***** PROVIDED DATA *****

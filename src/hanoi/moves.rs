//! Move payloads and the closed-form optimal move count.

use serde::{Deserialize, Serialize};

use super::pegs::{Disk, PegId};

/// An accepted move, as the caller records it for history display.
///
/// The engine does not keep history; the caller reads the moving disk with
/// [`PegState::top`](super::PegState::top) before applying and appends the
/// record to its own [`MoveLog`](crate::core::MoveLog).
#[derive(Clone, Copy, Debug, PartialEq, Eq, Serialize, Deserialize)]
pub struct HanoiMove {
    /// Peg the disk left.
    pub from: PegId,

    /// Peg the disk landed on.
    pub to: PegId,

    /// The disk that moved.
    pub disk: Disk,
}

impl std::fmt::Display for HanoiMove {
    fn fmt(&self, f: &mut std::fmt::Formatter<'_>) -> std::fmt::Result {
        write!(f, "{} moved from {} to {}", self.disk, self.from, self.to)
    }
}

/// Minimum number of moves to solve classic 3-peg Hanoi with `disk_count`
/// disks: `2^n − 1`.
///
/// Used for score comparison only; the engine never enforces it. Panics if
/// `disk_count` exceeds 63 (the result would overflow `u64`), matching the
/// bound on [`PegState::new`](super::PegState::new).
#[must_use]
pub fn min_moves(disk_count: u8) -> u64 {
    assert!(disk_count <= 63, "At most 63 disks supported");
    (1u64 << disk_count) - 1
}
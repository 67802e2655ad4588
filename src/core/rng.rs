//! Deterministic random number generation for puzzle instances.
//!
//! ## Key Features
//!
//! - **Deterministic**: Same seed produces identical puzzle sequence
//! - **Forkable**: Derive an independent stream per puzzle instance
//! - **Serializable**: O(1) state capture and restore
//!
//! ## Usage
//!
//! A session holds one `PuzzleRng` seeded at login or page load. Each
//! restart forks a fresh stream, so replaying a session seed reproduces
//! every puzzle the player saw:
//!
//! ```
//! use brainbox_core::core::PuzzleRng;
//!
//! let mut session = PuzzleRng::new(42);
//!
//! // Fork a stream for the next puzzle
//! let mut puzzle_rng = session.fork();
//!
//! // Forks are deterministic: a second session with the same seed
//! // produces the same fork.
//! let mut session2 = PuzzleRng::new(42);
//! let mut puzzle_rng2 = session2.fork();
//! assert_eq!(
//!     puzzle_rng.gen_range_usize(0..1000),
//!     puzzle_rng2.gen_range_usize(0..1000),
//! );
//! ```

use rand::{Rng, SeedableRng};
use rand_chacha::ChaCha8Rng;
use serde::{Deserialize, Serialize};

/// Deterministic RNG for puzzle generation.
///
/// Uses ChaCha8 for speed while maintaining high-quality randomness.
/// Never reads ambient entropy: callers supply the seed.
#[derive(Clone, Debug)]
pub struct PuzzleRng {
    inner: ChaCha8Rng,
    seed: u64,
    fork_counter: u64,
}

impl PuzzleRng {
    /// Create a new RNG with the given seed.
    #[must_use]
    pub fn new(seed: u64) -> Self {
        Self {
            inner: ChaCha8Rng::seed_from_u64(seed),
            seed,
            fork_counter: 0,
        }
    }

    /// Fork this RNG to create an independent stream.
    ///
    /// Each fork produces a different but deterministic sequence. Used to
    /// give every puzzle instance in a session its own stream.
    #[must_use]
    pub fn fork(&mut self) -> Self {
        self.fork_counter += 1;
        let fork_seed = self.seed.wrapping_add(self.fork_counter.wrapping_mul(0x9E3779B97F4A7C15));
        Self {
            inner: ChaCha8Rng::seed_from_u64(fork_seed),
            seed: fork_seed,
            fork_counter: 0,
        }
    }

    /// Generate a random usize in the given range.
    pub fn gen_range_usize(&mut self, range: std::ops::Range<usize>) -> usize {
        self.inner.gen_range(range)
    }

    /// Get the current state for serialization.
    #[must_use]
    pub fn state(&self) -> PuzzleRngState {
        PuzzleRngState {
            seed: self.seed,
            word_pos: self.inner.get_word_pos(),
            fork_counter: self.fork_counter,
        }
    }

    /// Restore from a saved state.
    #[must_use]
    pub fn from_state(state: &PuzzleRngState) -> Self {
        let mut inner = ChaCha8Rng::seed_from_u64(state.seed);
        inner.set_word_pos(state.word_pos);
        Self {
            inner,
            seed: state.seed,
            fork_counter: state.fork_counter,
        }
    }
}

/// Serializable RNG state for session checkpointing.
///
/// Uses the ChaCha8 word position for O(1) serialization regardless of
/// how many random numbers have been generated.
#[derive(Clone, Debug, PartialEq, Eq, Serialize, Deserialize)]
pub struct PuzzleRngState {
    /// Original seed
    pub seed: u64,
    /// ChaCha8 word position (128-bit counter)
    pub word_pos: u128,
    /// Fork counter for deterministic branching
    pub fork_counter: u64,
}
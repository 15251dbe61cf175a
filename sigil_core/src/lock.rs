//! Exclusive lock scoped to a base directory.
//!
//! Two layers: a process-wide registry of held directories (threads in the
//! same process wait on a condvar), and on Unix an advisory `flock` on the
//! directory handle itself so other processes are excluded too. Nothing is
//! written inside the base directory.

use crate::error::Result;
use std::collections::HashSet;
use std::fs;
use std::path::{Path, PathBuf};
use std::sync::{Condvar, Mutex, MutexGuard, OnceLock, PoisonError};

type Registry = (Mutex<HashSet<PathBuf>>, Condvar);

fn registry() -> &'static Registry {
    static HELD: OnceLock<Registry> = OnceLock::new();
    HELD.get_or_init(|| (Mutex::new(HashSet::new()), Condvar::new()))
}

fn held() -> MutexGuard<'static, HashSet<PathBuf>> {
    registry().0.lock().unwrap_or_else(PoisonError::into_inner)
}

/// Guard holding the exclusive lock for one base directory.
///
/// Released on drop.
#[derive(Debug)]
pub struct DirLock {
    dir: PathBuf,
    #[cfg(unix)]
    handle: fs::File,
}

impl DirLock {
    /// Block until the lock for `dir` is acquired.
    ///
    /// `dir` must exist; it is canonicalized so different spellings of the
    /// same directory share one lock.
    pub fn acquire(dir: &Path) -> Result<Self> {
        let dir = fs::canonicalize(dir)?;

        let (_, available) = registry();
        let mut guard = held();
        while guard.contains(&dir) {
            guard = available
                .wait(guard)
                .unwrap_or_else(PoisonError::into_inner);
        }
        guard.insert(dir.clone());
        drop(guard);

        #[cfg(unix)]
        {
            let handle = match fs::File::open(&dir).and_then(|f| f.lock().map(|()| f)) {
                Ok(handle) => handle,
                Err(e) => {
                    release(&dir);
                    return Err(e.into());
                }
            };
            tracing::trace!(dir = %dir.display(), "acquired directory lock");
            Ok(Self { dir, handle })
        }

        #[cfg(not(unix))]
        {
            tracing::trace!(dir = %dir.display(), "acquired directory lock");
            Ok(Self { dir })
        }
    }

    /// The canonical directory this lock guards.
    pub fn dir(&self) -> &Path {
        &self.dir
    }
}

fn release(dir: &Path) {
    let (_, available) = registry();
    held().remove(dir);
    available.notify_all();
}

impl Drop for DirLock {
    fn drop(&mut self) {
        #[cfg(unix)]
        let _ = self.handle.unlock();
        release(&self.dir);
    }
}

*****

_ASSIGNMENT:_
Give back exactly what runs from the first line of the listing above to the line that contains "and appends the", keeping both end lines.

_OUTPUT OF THE TASK:_
filename src/hanoi/moves.rs
//! Move payloads and the closed-form optimal move count.

use serde::{Deserialize, Serialize};

use super::pegs::{Disk, PegId};

/// An accepted move, as the caller records it for history display.
///
/// The engine does not keep history; the caller reads the moving disk with
/// [`PegState::top`](super::PegState::top) before applying and appends the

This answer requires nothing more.